Sustainability in the aviation industry: Where are we heading in 2024?  

Two sustainability topics dominating the aviation industry in 2023 

Sustainability was a prominent topic across all industries. Several new regulatory frameworks and resolutions were released and implemented on a regional and national level, which also affected the aviation industry. The primary focus was on Sustainable Aviation Fuels (SAF) due to the European Green Deal, which includes the ReFuelEU Aviation proposal. This proposal will become effective in 2025 and will require:

  • Aviation fuel suppliers to supply a minimum share of 2 % SAF,
  • Aircraft operators (departing from EU airports) to uptake the fuel necessary for the flight and
  • Airports to ensure infrastructure readiness for SAF.

The second topic which received major media coverage was NetZero. This topic is widely discussed across many industries, but it is particularly prevalent in the aviation industry, especially among airports. There are two drivers for this subject:

  • EUROWAGA 2023 (ACI World’s Annual General Assembly and most important event in the airports industry) was probably the starting point for those discussions when over 130 airports committed to NetZero before 2030 and the total numbers of committees for the NetZero 2050 resolution surpassed 300 airports.
  • ACA Level 5 was the second driver for this topic when ACI World published the new and now highest level of the Airport Carbon Accreditation Program (ACA) at the United Nations Climate Change Conference COP28 in Dubai.
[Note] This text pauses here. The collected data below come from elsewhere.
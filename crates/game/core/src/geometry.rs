//! Grid coordinates, directions and distance metrics.
//!
//! All types in this module are plain values with no world state attached.
//! The y axis grows downwards (row index), so `North` is `(0, -1)`.

use std::fmt;

use strum::{EnumIter, IntoEnumIterator};

/// Discrete grid position expressed in tile coordinates.
#[derive(Clone, Copy, Debug, PartialEq, Eq, PartialOrd, Ord, Hash)]
#[cfg_attr(feature = "serde", derive(serde::Serialize, serde::Deserialize))]
pub struct Position {
    pub x: i32,
    pub y: i32,
}

impl Position {
    pub const ORIGIN: Self = Self { x: 0, y: 0 };

    pub const fn new(x: i32, y: i32) -> Self {
        Self { x, y }
    }

    /// Returns the neighbouring position one step in `direction`.
    #[inline]
    pub fn step(self, direction: Direction) -> Self {
        self.offset(direction, 1)
    }

    /// Returns the position `distance` steps away in `direction`.
    pub fn offset(self, direction: Direction, distance: i32) -> Self {
        let (dx, dy) = direction.delta();
        Self::new(self.x + dx * distance, self.y + dy * distance)
    }

    /// `|dx| + |dy|`
    #[inline]
    pub fn manhattan(self, other: Self) -> u32 {
        self.x.abs_diff(other.x) + self.y.abs_diff(other.y)
    }

    /// `max(|dx|, |dy|)`; the number of king moves between two tiles.
    #[inline]
    pub fn chebyshev(self, other: Self) -> u32 {
        self.x.abs_diff(other.x).max(self.y.abs_diff(other.y))
    }

    pub fn euclidean(self, other: Self) -> f32 {
        let dx = (self.x - other.x) as f32;
        let dy = (self.y - other.y) as f32;
        (dx * dx + dy * dy).sqrt()
    }

    /// True for the eight surrounding tiles (not for `self`).
    #[inline]
    pub fn is_adjacent(self, other: Self) -> bool {
        self != other && self.chebyshev(other) == 1
    }

    /// True when both tiles share a row or a column.
    ///
    /// Shields only block attacks coming from such a line.
    #[inline]
    pub fn is_in_line(self, other: Self) -> bool {
        self.x == other.x || self.y == other.y
    }

    /// The four orthogonal neighbours, in `Direction::CARDINALS` order.
    pub fn cardinal_neighbors(self) -> [Position; 4] {
        Direction::CARDINALS.map(|d| self.step(d))
    }

    /// All eight neighbours, in `Direction` declaration order.
    pub fn neighbors(self) -> impl Iterator<Item = Position> {
        Direction::iter().map(move |d| self.step(d))
    }

    /// Direction of the single-tile step from `self` towards `target`.
    ///
    /// Each axis is reduced to its sign, so a far-away target yields the
    /// closest of the eight compass directions. Returns `None` for `self`.
    pub fn direction_to(self, target: Self) -> Option<Direction> {
        Direction::from_delta((target.x - self.x).signum(), (target.y - self.y).signum())
    }

    /// Direction to `target` only if it lies on one of the eight rays.
    pub fn straight_direction_to(self, target: Self) -> Option<Direction> {
        let dx = target.x - self.x;
        let dy = target.y - self.y;
        if dx == 0 || dy == 0 || dx.abs() == dy.abs() {
            self.direction_to(target)
        } else {
            None
        }
    }
}

impl Default for Position {
    fn default() -> Self {
        Self::ORIGIN
    }
}

impl fmt::Display for Position {
    fn fmt(&self, f: &mut fmt::Formatter<'_>) -> fmt::Result {
        write!(f, "({}, {})", self.x, self.y)
    }
}

/// Eight-way compass direction.
#[derive(Clone, Copy, Debug, PartialEq, Eq, Hash, EnumIter)]
#[cfg_attr(feature = "serde", derive(serde::Serialize, serde::Deserialize))]
pub enum Direction {
    North,
    NorthEast,
    East,
    SouthEast,
    South,
    SouthWest,
    West,
    NorthWest,
}

impl Direction {
    pub const CARDINALS: [Direction; 4] = [
        Direction::North,
        Direction::East,
        Direction::South,
        Direction::West,
    ];

    pub const fn delta(self) -> (i32, i32) {
        match self {
            Direction::North => (0, -1),
            Direction::NorthEast => (1, -1),
            Direction::East => (1, 0),
            Direction::SouthEast => (1, 1),
            Direction::South => (0, 1),
            Direction::SouthWest => (-1, 1),
            Direction::West => (-1, 0),
            Direction::NorthWest => (-1, -1),
        }
    }

    pub fn from_delta(dx: i32, dy: i32) -> Option<Self> {
        Direction::iter().find(|d| d.delta() == (dx, dy))
    }

    pub const fn is_cardinal(self) -> bool {
        matches!(
            self,
            Direction::North | Direction::East | Direction::South | Direction::West
        )
    }

    /// The next direction clockwise (45 degrees).
    pub const fn clockwise(self) -> Self {
        match self {
            Direction::North => Direction::NorthEast,
            Direction::NorthEast => Direction::East,
            Direction::East => Direction::SouthEast,
            Direction::SouthEast => Direction::South,
            Direction::South => Direction::SouthWest,
            Direction::SouthWest => Direction::West,
            Direction::West => Direction::NorthWest,
            Direction::NorthWest => Direction::North,
        }
    }

    /// The next direction counter-clockwise (45 degrees).
    pub const fn counter_clockwise(self) -> Self {
        match self {
            Direction::North => Direction::NorthWest,
            Direction::NorthEast => Direction::North,
            Direction::East => Direction::NorthEast,
            Direction::SouthEast => Direction::East,
            Direction::South => Direction::SouthEast,
            Direction::SouthWest => Direction::South,
            Direction::West => Direction::SouthWest,
            Direction::NorthWest => Direction::West,
        }
    }

    pub const fn opposite(self) -> Self {
        match self {
            Direction::North => Direction::South,
            Direction::NorthEast => Direction::SouthWest,
            Direction::East => Direction::West,
            Direction::SouthEast => Direction::NorthWest,
            Direction::South => Direction::North,
            Direction::SouthWest => Direction::NorthEast,
            Direction::West => Direction::East,
            Direction::NorthWest => Direction::SouthEast,
        }
    }
}

/// Tiles on the straight segment between `from` and `to` (Bresenham),
/// excluding `from` and including `to`.
pub fn line(from: Position, to: Position) -> Vec<Position> {
    let dx = (to.x - from.x).abs();
    let dy = -(to.y - from.y).abs();
    let sx = (to.x - from.x).signum();
    let sy = (to.y - from.y).signum();
    let mut err = dx + dy;
    let (mut x, mut y) = (from.x, from.y);
    let mut tiles = Vec::with_capacity(dx.max(-dy) as usize);

    while (x, y) != (to.x, to.y) {
        let e2 = 2 * err;
        if e2 >= dy {
            err += dy;
            x += sx;
        }
        if e2 <= dx {
            err += dx;
            y += sy;
        }
        tiles.push(Position::new(x, y));
    }
    tiles
}

#[cfg(test)]
mod tests {
    use super::*;

    #[test]
    fn distances() {
        let a = Position::new(1, 1);
        let b = Position::new(4, 5);
        assert_eq!(a.manhattan(b), 7);
        assert_eq!(a.chebyshev(b), 4);
        assert!((a.euclidean(b) - 5.0).abs() < f32::EPSILON);
    }

    #[test]
    fn direction_to_reduces_to_sign() {
        let a = Position::new(0, 0);
        assert_eq!(a.direction_to(Position::new(5, 0)), Some(Direction::East));
        assert_eq!(a.direction_to(Position::new(-3, -1)), Some(Direction::NorthWest));
        assert_eq!(a.direction_to(a), None);
        assert_eq!(a.straight_direction_to(Position::new(3, 1)), None);
        assert_eq!(
            a.straight_direction_to(Position::new(-2, 2)),
            Some(Direction::SouthWest)
        );
    }

    #[test]
    fn in_line_excludes_diagonals() {
        let d = Position::new(5, 5);
        assert!(d.is_in_line(Position::new(5, 4)));
        assert!(d.is_in_line(Position::new(9, 5)));
        assert!(!d.is_in_line(Position::new(6, 4)));
    }

    #[test]
    fn line_ends_at_target() {
        let tiles = line(Position::new(0, 0), Position::new(4, 2));
        assert_eq!(tiles.last(), Some(&Position::new(4, 2)));
        assert_eq!(tiles.len(), 4);
        for pair in tiles.windows(2) {
            assert!(pair[0].is_adjacent(pair[1]));
        }
    }

    #[test]
    fn opposite_is_involution() {
        for d in Direction::iter() {
            assert_eq!(d.opposite().opposite(), d);
            let (dx, dy) = d.delta();
            assert_eq!(d.opposite().delta(), (-dx, -dy));
        }
    }

    #[test]
    fn rotations_are_inverse() {
        for d in Direction::iter() {
            assert_eq!(d.clockwise().counter_clockwise(), d);
            assert!(Position::ORIGIN.step(d).is_adjacent(Position::ORIGIN.step(d.clockwise())));
        }
    }
}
Ten frontrunner airports were certified with this Level on December 6th 2023.

What does NetZero mean?

Unlike carbon neutrality NetZero is requiring companies to remove carbon emissions from their footprint completely. While carbon neutrality allows unlimited offsetting of emissions, NetZero has strict requirements in this regard. 

To claim NetZero status, companies are required to remove at least 90 % and offset the remaining 10 % of their greenhouse gas emissions compared to the baseline year (2010 is being recommended by ACA). 

What to expect in 2024?

After briefly reviewing the biggest topics of last year, the following section provides an outlook over 2024. It is highly likely that sustainability will remain one of the most dominant topics across all industries this year. Specifically, five issues will keep the aviation industry on alert.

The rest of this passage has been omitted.